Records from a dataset
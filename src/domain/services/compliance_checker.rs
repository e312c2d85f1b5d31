//! Compliance Checker
//!
//! Evaluates a lesson log against the session-length policy and against
//! the approved duty and business-trip schedules.
//!
//! For each lesson, in input order:
//!
//! 1. **Duration** - shorter than `min_session_minutes`.
//! 2. **Consecutive pair** - same calendar day as the previous lesson and
//!    starting exactly where it ended (literal `endTime == startTime`), with a
//!    combined length under `min_consecutive_minutes`. Only the immediately
//!    preceding lesson is considered; longer runs are evaluated pairwise.
//! 3. **Conflicts** - every duty schedule, then every trip schedule, whose
//!    window overlaps the lesson anchored on its calendar day.
//!
//! Lessons whose `fullDate` is missing or unreadable still get the
//! duration rule, but are silently excluded from rules 2 and 3.

use chrono::NaiveDate;

use super::report::{ConflictIssue, ConsecutiveIssue, DurationIssue, LessonDetail, ViolationReport};
use crate::domain::entities::{LessonRecord, ScheduleRecord};
use crate::domain::policies::CheckPolicy;
use crate::domain::value_objects::ConflictKind;

/// Stateless checker; one instance may be reused for any number of calls.
#[derive(Debug, Clone, Copy, Default, PartialEq, Eq)]
pub struct ComplianceChecker {
    policy: CheckPolicy,
}

impl ComplianceChecker {
    pub fn new(policy: CheckPolicy) -> Self {
        Self { policy }
    }

    pub fn policy(&self) -> CheckPolicy {
        self.policy
    }

    /// Build the violation report for one lesson log.
    pub fn check(
        &self,
        lessons: &[LessonRecord],
        duty_schedules: &[ScheduleRecord],
        trip_schedules: &[ScheduleRecord],
    ) -> ViolationReport {
        let mut report = ViolationReport {
            total_lessons: lessons.len(),
            lessons_detail: Vec::with_capacity(lessons.len()),
            ..ViolationReport::default()
        };

        let schedule_sets = [
            (ConflictKind::Duty, duty_schedules),
            (ConflictKind::BusinessTrip, trip_schedules),
        ];

        let mut previous: Option<(&LessonRecord, Option<NaiveDate>)> = None;

        for (i, lesson) in lessons.iter().enumerate() {
            let day = lesson.calendar_date();
            let time = lesson.time_range();
            let mut issues = Vec::new();

            if let Some(shortage) = self.policy.session_shortage(lesson.duration) {
                issues.push(format!(
                    "Lesson too short: {} min (under {} min)",
                    lesson.duration, self.policy.min_session_minutes
                ));
                report.duration_issues.push(DurationIssue {
                    date: lesson.date.clone(),
                    time: time.clone(),
                    duration: lesson.duration,
                    shortage,
                });
            }

            if let Some((prev, prev_day)) = previous {
                if is_same_day(prev_day, day) && is_back_to_back(prev, lesson) {
                    let total_duration = prev.duration.saturating_add(lesson.duration);
                    if let Some(shortage) = self.policy.consecutive_shortage(total_duration) {
                        issues.push(format!(
                            "Consecutive sessions too short: {} min (under {} min)",
                            total_duration, self.policy.min_consecutive_minutes
                        ));
                        report.consecutive_issues.push(ConsecutiveIssue {
                            date: lesson.date.clone(),
                            time: format!("{}~{}", prev.start_time, lesson.end_time),
                            total_duration,
                            shortage,
                        });
                    }
                }
            }

            if let Some(day) = day {
                let start = lesson.start_time.on(day);
                let end = lesson.end_time.on(day);

                for (kind, schedules) in schedule_sets {
                    for schedule in schedules.iter().filter(|s| s.overlaps(start, end)) {
                        issues.push(format!(
                            "{}: {} ({})",
                            kind.issue_label(),
                            schedule.kind,
                            schedule.detail
                        ));
                        report.conflict_issues.push(ConflictIssue {
                            lesson_date: lesson.date.clone(),
                            lesson_time: time.clone(),
                            conflict_type: kind,
                            conflict_detail: schedule.summary(),
                            conflict_period: schedule.period_label(),
                        });
                    }
                }
            }

            report.lessons_detail.push(LessonDetail {
                index: i + 1,
                date: lesson.date.clone(),
                time,
                duration: lesson.duration,
                issues,
            });

            previous = Some((lesson, day));
        }

        tracing::trace!(
            lessons = report.total_lessons,
            duration_issues = report.duration_issues.len(),
            consecutive_issues = report.consecutive_issues.len(),
            conflict_issues = report.conflict_issues.len(),
            "compliance check finished"
        );

        report
    }
}

/// Both days known and equal; a missing day never matches.
fn is_same_day(a: Option<NaiveDate>, b: Option<NaiveDate>) -> bool {
    matches!((a, b), (Some(a), Some(b)) if a == b)
}

/// Literal text comparison: `"9:05"` and `"09:05"` are not back-to-back.
fn is_back_to_back(prev: &LessonRecord, next: &LessonRecord) -> bool {
    prev.end_time.as_str() == next.start_time.as_str()
}
//! Error box for unreadable inputs: the file, the parser's line, the
//! numbered source around it and a fix.

use std::path::PathBuf;

use crate::ui::primitives::icon::Icon;
use crate::ui::primitives::text::ColoredText;
use crate::ui::widgets::r#box::{Box, BoxStyle};

/// One numbered line of the offending input
#[derive(Debug, Clone, PartialEq, Eq)]
struct SourceLine {
    number: usize,
    text: String,
    is_error: bool,
}

#[derive(Debug, Clone)]
pub struct ErrorBlock {
    file: PathBuf,
    line: Option<usize>,
    message: String,
    source: Vec<SourceLine>,
    fix: Option<String>,
    max_width: Option<usize>,
}

impl ErrorBlock {
    pub fn new(file: impl Into<PathBuf>, message: impl Into<String>) -> Self {
        Self {
            file: file.into(),
            line: None,
            message: message.into(),
            source: Vec::new(),
            fix: None,
            max_width: None,
        }
    }

    pub fn at_line(mut self, line: usize) -> Self {
        self.line = Some(line);
        self
    }

    pub fn with_fix(mut self, fix: impl Into<String>) -> Self {
        self.fix = Some(fix.into());
        self
    }

    pub fn max_width(mut self, columns: usize) -> Self {
        self.max_width = Some(columns);
        self
    }

    /// Attach `radius` lines either side of the error line. An unreadable
    /// file leaves the block without source.
    pub fn with_source_context(mut self, radius: usize) -> Self {
        let Some(line) = self.line else { return self };
        if let Ok(content) = std::fs::read_to_string(&self.file) {
            self.source = source_window(&content, line, radius);
        }
        self
    }

    pub fn render(&self, supports_color: bool, supports_unicode: bool) -> String {
        let mut b = Box::with_title("ERROR").style(BoxStyle::Error);
        if let Some(columns) = self.max_width {
            b = b.max_width(columns);
        }

        b.add_line(self.file.display().to_string());
        if let Some(line) = self.line {
            b.add_line(format!("Line {}", line));
        }
        b.add_empty();
        b.add_line(self.message.clone());

        if !self.source.is_empty() {
            b.add_empty();
            for source in &self.source {
                let marker = if source.is_error {
                    Icon::Pointer.render(supports_unicode)
                } else {
                    " "
                };
                let text = if source.is_error {
                    ColoredText::error(source.text.as_str()).render(supports_color)
                } else {
                    source.text.clone()
                };
                b.add_line(format!("{marker} {:>4} | {}", source.number, text));
            }
        }

        if let Some(fix) = &self.fix {
            b.add_empty();
            b.add_line(format!("FIX: {}", fix));
        }

        b.render(supports_color, supports_unicode)
    }
}

/// Lines `line - radius ..= line + radius` of `content`, clipped to the file.
fn source_window(content: &str, line: usize, radius: usize) -> Vec<SourceLine> {
    let total = content.lines().count();
    if line == 0 || line > total {
        return Vec::new();
    }

    let first = line.saturating_sub(radius).max(1);
    let last = (line + radius).min(total);
    content
        .lines()
        .enumerate()
        .map(|(idx, text)| (idx + 1, text))
        .filter(|(number, _)| (first..=last).contains(number))
        .map(|(number, text)| SourceLine {
            number,
            text: text.to_string(),
            is_error: number == line,
        })
        .collect()
}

YOUR GOAL
Take every line from the data that contains the word "domain".

EXERCISE RESPONSE
filename src/domain/services/compliance_checker.rs
use crate::domain::entities::{LessonRecord, ScheduleRecord};
use crate::domain::policies::CheckPolicy;
use crate::domain::value_objects::ConflictKind;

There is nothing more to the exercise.